**AIM OF THE TASK**
Please return each record exactly as it stands.
* * * * *
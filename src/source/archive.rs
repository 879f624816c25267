use super::LOG_TARGET;
use super::rows::read_patterns;
use crate::normalize::NormalizeRules;
use crate::{Pool, Result};
use ohno::{IntoAppError, bail};
use std::io::{Read, Seek};
use zip::ZipArchive;

/// Extension identifying the tabular entry inside the archive
pub const CSV_EXTENSION: &str = ".csv";

/// Read patterns from the first CSV entry of the ZIP archive in `reader`.
///
/// Entries are visited in the archive's own order. The first file whose name ends in `.csv` is
/// read and the result returned, even if it yields nothing; later entries are never looked at.
pub fn read_first_csv<R: Read + Seek>(reader: R, rules: &NormalizeRules, max_records: usize) -> Result<Pool> {
    let mut archive = ZipArchive::new(reader).into_app_err("unable to open browscap archive")?;

    for index in 0..archive.len() {
        let entry = archive
            .by_index(index)
            .into_app_err_with(|| format!("unable to read entry {index} of browscap archive"))?;

        if entry.is_dir() || !entry.name().ends_with(CSV_EXTENSION) {
            log::debug!(target: LOG_TARGET, "Skipping archive entry '{}'", entry.name());
            continue;
        }

        log::info!(target: LOG_TARGET, "Reading browscap patterns from '{}'", entry.name());
        return Ok(read_patterns(entry, rules, max_records));
    }

    bail!("no CSV file found in the browscap archive")
}
//! Conversion of browscap patterns into candidate User-Agent strings.
//!
//! Browscap patterns are match templates: `*` stands for any substring and `?` for any single
//! character. A candidate is produced by deleting the wildcards and tidying the whitespace they
//! leave behind. Patterns that carry too little concrete text, or that clean up into something
//! that does not look like a browser User-Agent, are rejected.
//!
//! Rejection checks run in a fixed order. The first three look at the trimmed raw pattern:
//!
//! 1. empty, or exactly `*`
//! 2. shorter than [`NormalizeRules::min_pattern_len`]
//! 3. more wildcards than `length / wildcard_density_divisor`
//!
//! The pattern is then cleaned, and the rest look at the result:
//!
//! 4. does not start with `Mozilla`
//! 5. shorter than [`NormalizeRules::min_candidate_len`]
//! 6. contains malformed residue (`**`, `??`, `" /"`, `"/ "`, a trailing `/`, or `()`)

use regex::Regex;
use std::sync::LazyLock;

const REQUIRED_PREFIX: &str = "Mozilla";
const MALFORMED_RESIDUE: [&str; 5] = ["**", "??", " /", "/ ", "()"];

static WHITESPACE_RUN: LazyLock<Regex> = LazyLock::new(|| Regex::new(r"\s+").expect("valid regex"));
static OPEN_PAREN_SPACE: LazyLock<Regex> = LazyLock::new(|| Regex::new(r"\(\s+").expect("valid regex"));
static SPACE_CLOSE_PAREN: LazyLock<Regex> = LazyLock::new(|| Regex::new(r"\s+\)").expect("valid regex"));
static SEMICOLON_SPACING: LazyLock<Regex> = LazyLock::new(|| Regex::new(r"\s*;\s*").expect("valid regex"));
static SLASH_SPACING: LazyLock<Regex> = LazyLock::new(|| Regex::new(r"\s*/\s*").expect("valid regex"));

/// Thresholds applied while normalizing a pattern.
#[derive(Debug, Clone, Copy, PartialEq, Eq)]
pub struct NormalizeRules {
    /// Minimum length of the trimmed raw pattern, in characters.
    pub min_pattern_len: usize,

    /// A pattern is rejected when its wildcard count exceeds `length / wildcard_density_divisor`
    /// (integer division). Zero disables the check.
    pub wildcard_density_divisor: usize,

    /// Minimum length of the cleaned candidate, in characters.
    pub min_candidate_len: usize,
}

impl NormalizeRules {
    pub const DEFAULT: Self = Self {
        min_pattern_len: 20,
        wildcard_density_divisor: 3,
        min_candidate_len: 30,
    };
}

impl Default for NormalizeRules {
    fn default() -> Self {
        Self::DEFAULT
    }
}

/// Normalize a pattern using [`NormalizeRules::DEFAULT`].
#[must_use]
pub fn normalize(raw: &str) -> Option<String> {
    normalize_with(raw, &NormalizeRules::DEFAULT)
}

/// Turn a raw browscap pattern into a candidate User-Agent, or `None` if it is rejected.
///
/// This is a pure function: the same input and rules always give the same answer.
#[must_use]
pub fn normalize_with(raw: &str, rules: &NormalizeRules) -> Option<String> {
    let pattern = raw.trim();
    if pattern.is_empty() || pattern == "*" {
        return None;
    }

    let len = pattern.chars().count();
    if len < rules.min_pattern_len {
        return None;
    }

    let wildcards = pattern.chars().filter(|&c| is_wildcard(c)).count();
    if let Some(limit) = len.checked_div(rules.wildcard_density_divisor)
        && wildcards > limit
    {
        return None;
    }

    let candidate = clean(pattern);

    if !candidate.starts_with(REQUIRED_PREFIX) || candidate.chars().count() < rules.min_candidate_len {
        return None;
    }

    if has_malformed_residue(&candidate) {
        return None;
    }

    Some(candidate)
}

const fn is_wildcard(c: char) -> bool {
    matches!(c, '*' | '?')
}

fn clean(pattern: &str) -> String {
    let stripped: String = pattern.chars().filter(|&c| !is_wildcard(c)).collect();

    let text = WHITESPACE_RUN.replace_all(&stripped, " ");
    let text = OPEN_PAREN_SPACE.replace_all(&text, "(");
    let text = SPACE_CLOSE_PAREN.replace_all(&text, ")");
    let text = SEMICOLON_SPACING.replace_all(&text, "; ");
    let text = SLASH_SPACING.replace_all(&text, "/");

    text.trim().to_string()
}

fn has_malformed_residue(candidate: &str) -> bool {
    candidate.ends_with('/') || MALFORMED_RESIDUE.iter().any(|residue| candidate.contains(residue))
}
* * * * *
**OUTPUT BELOW**
filename src/source/archive.rs
repository 879f624816c25267
use super::LOG_TARGET;
use super::rows::read_patterns;
use crate::normalize::NormalizeRules;
use crate::{Pool, Result};
use ohno::{IntoAppError, bail};
use std::io::{Read, Seek};
use zip::ZipArchive;

/// Extension identifying the tabular entry inside the archive
pub const CSV_EXTENSION: &str = ".csv";

/// Read patterns from the first CSV entry of the ZIP archive in `reader`.
///
/// Entries are visited in the archive's own order. The first file whose name ends in `.csv` is
/// read and the result returned, even if it yields nothing; later entries are never looked at.
pub fn read_first_csv<R: Read + Seek>(reader: R, rules: &NormalizeRules, max_records: usize) -> Result<Pool> {
    let mut archive = ZipArchive::new(reader).into_app_err("unable to open browscap archive")?;

    for index in 0..archive.len() {
        let entry = archive
            .by_index(index)
            .into_app_err_with(|| format!("unable to read entry {index} of browscap archive"))?;

        if entry.is_dir() || !entry.name().ends_with(CSV_EXTENSION) {
            log::debug!(target: LOG_TARGET, "Skipping archive entry '{}'", entry.name());
            continue;
        }

        log::info!(target: LOG_TARGET, "Reading browscap patterns from '{}'", entry.name());
        return Ok(read_patterns(entry, rules, max_records));
    }

    bail!("no CSV file found in the browscap archive")
}
//! Conversion of browscap patterns into candidate User-Agent strings.
//!
//! Browscap patterns are match templates: `*` stands for any substring and `?` for any single
//! character. A candidate is produced by deleting the wildcards and tidying the whitespace they
//! leave behind. Patterns that carry too little concrete text, or that clean up into something
//! that does not look like a browser User-Agent, are rejected.
//!
//! Rejection checks run in a fixed order. The first three look at the trimmed raw pattern:
//!
//! 1. empty, or exactly `*`
//! 2. shorter than [`NormalizeRules::min_pattern_len`]
//! 3. more wildcards than `length / wildcard_density_divisor`
//!
//! The pattern is then cleaned, and the rest look at the result:
//!
//! 4. does not start with `Mozilla`
//! 5. shorter than [`NormalizeRules::min_candidate_len`]
//! 6. contains malformed residue (`**`, `??`, `" /"`, `"/ "`, a trailing `/`, or `()`)

use regex::Regex;
use std::sync::LazyLock;

const REQUIRED_PREFIX: &str = "Mozilla";
const MALFORMED_RESIDUE: [&str; 5] = ["**", "??", " /", "/ ", "()"];

static WHITESPACE_RUN: LazyLock<Regex> = LazyLock::new(|| Regex::new(r"\s+").expect("valid regex"));
static OPEN_PAREN_SPACE: LazyLock<Regex> = LazyLock::new(|| Regex::new(r"\(\s+").expect("valid regex"));
static SPACE_CLOSE_PAREN: LazyLock<Regex> = LazyLock::new(|| Regex::new(r"\s+\)").expect("valid regex"));
static SEMICOLON_SPACING: LazyLock<Regex> = LazyLock::new(|| Regex::new(r"\s*;\s*").expect("valid regex"));
static SLASH_SPACING: LazyLock<Regex> = LazyLock::new(|| Regex::new(r"\s*/\s*").expect("valid regex"));

/// Thresholds applied while normalizing a pattern.
#[derive(Debug, Clone, Copy, PartialEq, Eq)]
pub struct NormalizeRules {
    /// Minimum length of the trimmed raw pattern, in characters.
    pub min_pattern_len: usize,

    /// A pattern is rejected when its wildcard count exceeds `length / wildcard_density_divisor`
    /// (integer division). Zero disables the check.
    pub wildcard_density_divisor: usize,

    /// Minimum length of the cleaned candidate, in characters.
    pub min_candidate_len: usize,
}

impl NormalizeRules {
    pub const DEFAULT: Self = Self {
        min_pattern_len: 20,
        wildcard_density_divisor: 3,
        min_candidate_len: 30,
    };
}

impl Default for NormalizeRules {
    fn default() -> Self {
        Self::DEFAULT
    }
}

/// Normalize a pattern using [`NormalizeRules::DEFAULT`].
#[must_use]
pub fn normalize(raw: &str) -> Option<String> {
    normalize_with(raw, &NormalizeRules::DEFAULT)
}

/// Turn a raw browscap pattern into a candidate User-Agent, or `None` if it is rejected.
///
/// This is a pure function: the same input and rules always give the same answer.
#[must_use]
pub fn normalize_with(raw: &str, rules: &NormalizeRules) -> Option<String> {
    let pattern = raw.trim();
    if pattern.is_empty() || pattern == "*" {
        return None;
    }

    let len = pattern.chars().count();
    if len < rules.min_pattern_len {
        return None;
    }

    let wildcards = pattern.chars().filter(|&c| is_wildcard(c)).count();
    if let Some(limit) = len.checked_div(rules.wildcard_density_divisor)
        && wildcards > limit
    {
        return None;
    }

    let candidate = clean(pattern);

    if !candidate.starts_with(REQUIRED_PREFIX) || candidate.chars().count() < rules.min_candidate_len {
        return None;
    }

    if has_malformed_residue(&candidate) {
        return None;
    }

    Some(candidate)
}

const fn is_wildcard(c: char) -> bool {
    matches!(c, '*' | '?')
}

fn clean(pattern: &str) -> String {
    let stripped: String = pattern.chars().filter(|&c| !is_wildcard(c)).collect();

    let text = WHITESPACE_RUN.replace_all(&stripped, " ");
    let text = OPEN_PAREN_SPACE.replace_all(&text, "(");
    let text = SPACE_CLOSE_PAREN.replace_all(&text, ")");
    let text = SEMICOLON_SPACING.replace_all(&text, "; ");
    let text = SLASH_SPACING.replace_all(&text, "/");

    text.trim().to_string()
}

fn has_malformed_residue(candidate: &str) -> bool {
    candidate.ends_with('/') || MALFORMED_RESIDUE.iter().any(|residue| candidate.contains(residue))
}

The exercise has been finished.